The Forest for the Trees
At CCNMTL we focus on pedagogical innovation, but we continue to work on projects that involve delivering static educational materials in traditional sequential formats. We work hard to carve out places for study in a world of instruction, but there is plenty of important knowledge that people want to acquire, and training people on skills continues to be an important component of education and often a precondition of concept formation.
In many of our projects, we've explored the boundaries of what we call - "Serial Directed Learning Modules". The key properties of these projects include:
- Nested, hierarchical, rich content with idiosyncratic navigation and access rules
- Rich interactive activities (quizzes, drag/drop, planning, mapping)
- Detailed reporting on the learner's performance and completion
In our partnership with the Columbia University Medical Center and our strategic Triangle Initiative we've worked on several multimedia behavioral interventions that conform to this delivery pattern. We've worked on direct interventions relating to HIV couples counseling, childhood diabetes and cavity prevention, treatment adherence, and we've developed directing learning modules for teaching practitioners about tobacco cessation, child abuse, and more.

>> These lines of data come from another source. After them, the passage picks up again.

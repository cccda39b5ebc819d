//! Wire types shared by the gateway core and HTTP/WS transport: the agent RPC frame
//! envelope, the typed RPC method payloads, OpenAI-compatible DTOs, and the model
//! mapping record.

pub mod agent_methods;
pub mod frame;
pub mod mapping;
pub mod openai;

pub use agent_methods::{
    AgentErrorArgs, DownloadModelArgs, GenerationArgs, LoadModelArgs, LoadModelResult,
    ModelsResult, ReceiveCompletionArgs, StartModelArgs, StartModelResult, StatusResult,
    DONE_MARKER,
};
pub use frame::{CallId, Frame, RpcError};
pub use mapping::ModelMapping;
//! OpenAI-compatible wire types (spec §6.2).

pub mod chunk;
pub mod error;
pub mod request;
pub mod response;

pub use chunk::{
    ChatCompletionChunk, ChunkChoice, ChunkUsage, CompletionChunk, CompletionChunkChoice, Delta,
    DeltaToolCall, DeltaToolCallFunction, SSE_DONE_LINE,
};
pub use error::{OpenAiErrorBody, OpenAiErrorDetail};
pub use request::{ChatCompletionRequest, ChatMessage, CompletionRequest, ContentPart, MessageContent};
pub use response::{
    ChatCompletionResponse, ChatCompletionResponseChoice, ChatResponseMessage, CompletionResponse,
    CompletionResponseChoice, ModelObject, ModelsListResponse,
};
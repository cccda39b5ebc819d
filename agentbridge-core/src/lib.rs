//! Gateway core: the agent registry, router, RPC multiplexer, request broker, name
//! mapper, and sqlite persistence that back the HTTP/WS transport layer.

pub mod broker;
pub mod error;
pub mod mapper;
pub mod persistence;
pub mod registry;
pub mod router;
pub mod rpc;
pub mod transport;

pub use broker::{BrokerState, RequestBroker, RequestKind};
pub use error::GatewayError;
pub use mapper::NameMapper;
pub use persistence::{PersistError, Store};
pub use registry::{AgentRegistry, AgentSnapshot};
pub use router::select_agent;
pub use rpc::RpcMultiplexer;
pub use transport::AgentHandle;
//! Leveled, category-masked trace sink.
//!
//! This models the "Trace Sink" leaf of the component table: a consumer of
//! structured trace records. The actual text formatter/file writer is an
//! external collaborator (out of scope, corresponds to `logger.c` in the
//! original implementation) — the core only ever emits [`TraceRecord`]s
//! through the [`TraceSink`] trait.

use core::fmt;

/// Bitmask of trace categories, mirroring the original `LOG_*` levels.
#[derive(Debug, Clone, Copy, PartialEq, Eq)]
pub struct TraceCategory(pub u32);

impl TraceCategory {
    pub const INFO: Self = Self(1 << 0);
    pub const WARN: Self = Self(1 << 1);
    pub const ERROR: Self = Self(1 << 2);
    pub const TRACE: Self = Self(1 << 3);
    pub const ITRACE: Self = Self(1 << 4);
    pub const MICRO: Self = Self(1 << 5);
    pub const REG: Self = Self(1 << 6);
    pub const MEM: Self = Self(1 << 7);
    pub const MPXCHN: Self = Self(1 << 8);
    pub const SELCHN: Self = Self(1 << 9);
    pub const DEVICE: Self = Self(1 << 10);
    pub const CONSOLE: Self = Self(1 << 11);
    pub const TAPE: Self = Self(1 << 12);
    pub const DISK: Self = Self(1 << 13);
    pub const CARD: Self = Self(1 << 14);
    pub const EVENT: Self = Self(1 << 15);

    pub const NONE: Self = Self(0);
    pub const ALL: Self = Self(0xFFFF);

    #[must_use]
    pub const fn contains(self, other: Self) -> bool {
        (self.0 & other.0) != 0
    }
}

impl core::ops::BitOr for TraceCategory {
    type Output = Self;

    fn bitor(self, rhs: Self) -> Self {
        Self(self.0 | rhs.0)
    }
}

/// One structured trace event. Formatting is left to the sink.
#[derive(Debug, Clone)]
pub struct TraceRecord {
    pub category: TraceCategory,
    pub cycle: u64,
    pub message: String,
}

impl TraceRecord {
    #[must_use]
    pub fn new(category: TraceCategory, cycle: u64, message: impl Into<String>) -> Self {
        Self {
            category,
            cycle,
            message: message.into(),
        }
    }
}

impl fmt::Display for TraceRecord {
    fn fmt(&self, f: &mut fmt::Formatter<'_>) -> fmt::Result {
        write!(f, "[{:>10}] {}", self.cycle, self.message)
    }
}

/// A consumer of trace records, filtered by enabled category mask.
pub trait TraceSink {
    /// Returns the set of categories this sink wants to receive.
    fn enabled(&self) -> TraceCategory;

    /// Receive one trace record. Callers must check `enabled()` first;
    /// sinks may assume every record they receive is wanted, matching how
    /// the original `log_trace!`-style macros skip formatting work
    /// entirely when the category bit is clear.
    fn emit(&mut self, record: TraceRecord);

    /// Emit `record` only if its category is enabled.
    fn emit_if_enabled(&mut self, record: TraceRecord) {
        if self.enabled().contains(record.category) {
            self.emit(record);
        }
    }
}

/// A sink that discards everything. The default for headless/test runs.
#[derive(Debug, Default, Clone, Copy)]
pub struct NullSink;

impl TraceSink for NullSink {
    fn enabled(&self) -> TraceCategory {
        TraceCategory::NONE
    }

    fn emit(&mut self, _record: TraceRecord) {}
}

/// A sink that collects records in memory, for test assertions.
#[derive(Debug, Default)]
pub struct CollectingSink {
    pub mask: TraceCategory,
    pub records: Vec<TraceRecord>,
}

impl CollectingSink {
    #[must_use]
    pub fn new(mask: TraceCategory) -> Self {
        Self {
            mask,
            records: Vec::new(),
        }
    }
}

impl TraceSink for CollectingSink {
    fn enabled(&self) -> TraceCategory {
        self.mask
    }

    fn emit(&mut self, record: TraceRecord) {
        self.records.push(record);
    }
}

#[cfg(test)]
mod tests {
    use super::*;

    #[test]
    fn mask_filters_categories() {
        let mut sink = CollectingSink::new(TraceCategory::MICRO | TraceCategory::MEM);
        sink.emit_if_enabled(TraceRecord::new(TraceCategory::MICRO, 1, "step"));
        sink.emit_if_enabled(TraceRecord::new(TraceCategory::TAPE, 2, "tape motion"));
        assert_eq!(sink.records.len(), 1);
        assert_eq!(sink.records[0].message, "step");
    }

    #[test]
    fn null_sink_drops_everything() {
        let mut sink = NullSink;
        sink.emit_if_enabled(TraceRecord::new(TraceCategory::ALL, 0, "anything"));
        assert_eq!(sink.enabled(), TraceCategory::NONE);
    }
}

While similar in the abstract, these projects vary in their devilish details. Some of these environments are mediated by a service provider, such as a social worker and their patient, while others are self-directed. Some require multiple modes with additional notes available only to the facilitator. A few lessons are completed in a single sitting, while others must preserve state and pick up where the learner left off.
We try to balance the effort of creating unique works of art with churning out boilerplate, cookie-cutter sites. We've explored the use of general purpose content management solutions (CMS) for these projects and are regularly stymied by the mismatch between these styles of interaction and the sweet spots of the CMS platforms we know well. CMS platforms are great for creating collections of random-access content, and organizing and relating it in a variety of ways. The business rules around the directed learning projects often left us wrestling with CMS environments, wishing we had developed them using a lightweight MVC framework, without as much overhead to introduce the customize workflows these projects demand.
After building of a few of these sites à la carte, we began to generalize our approach and developed the PageTree hierarchical menu-creation system for Django. PageTree evolved into an open-source lightweight, domain-specific content management system, and we introduced a modular architecture for embedding and assembling PageBlocks which introduces elements like text, media, or custom Javascript activities within pages. The source code for PageTree and a basic set of PageBlocks are available on our 'ccnmtl' github account. We have also released the code and content powering the childhood diabetes intervention - and it is available here.
As the demand for these sites has grown, we've recently created a system for "farming" these PageTree sites -- aptly named "Forest" -- that allows our project managers to very quickly set up their own PageTree sites (called "Stands") in order to get a skeletal site up and running without the bottleneck of overhead of developer intervention. You can see a self-documenting demo of Forest here.
This approach allows us to collect content as early as possible. The features can be developed around the content, instead of vice-versa. If the site requires custom functionality that goes beyond the generic features of the Forest farm, we can spin off an independent Django site from the Forest farm, and begin development at the onset with the site's content already in place.
This system helped us achieve a nice balance between customization and efficiency, and we are pleased with the flexibility this approach has enabled for this class of projects. We're in the process of conceptualizing a roadmap for PageTree sites, and have been imagining a collaborative authoring platform that supports versioning, SCORM authoring/publishing platform, BasicLTI compliance, and more.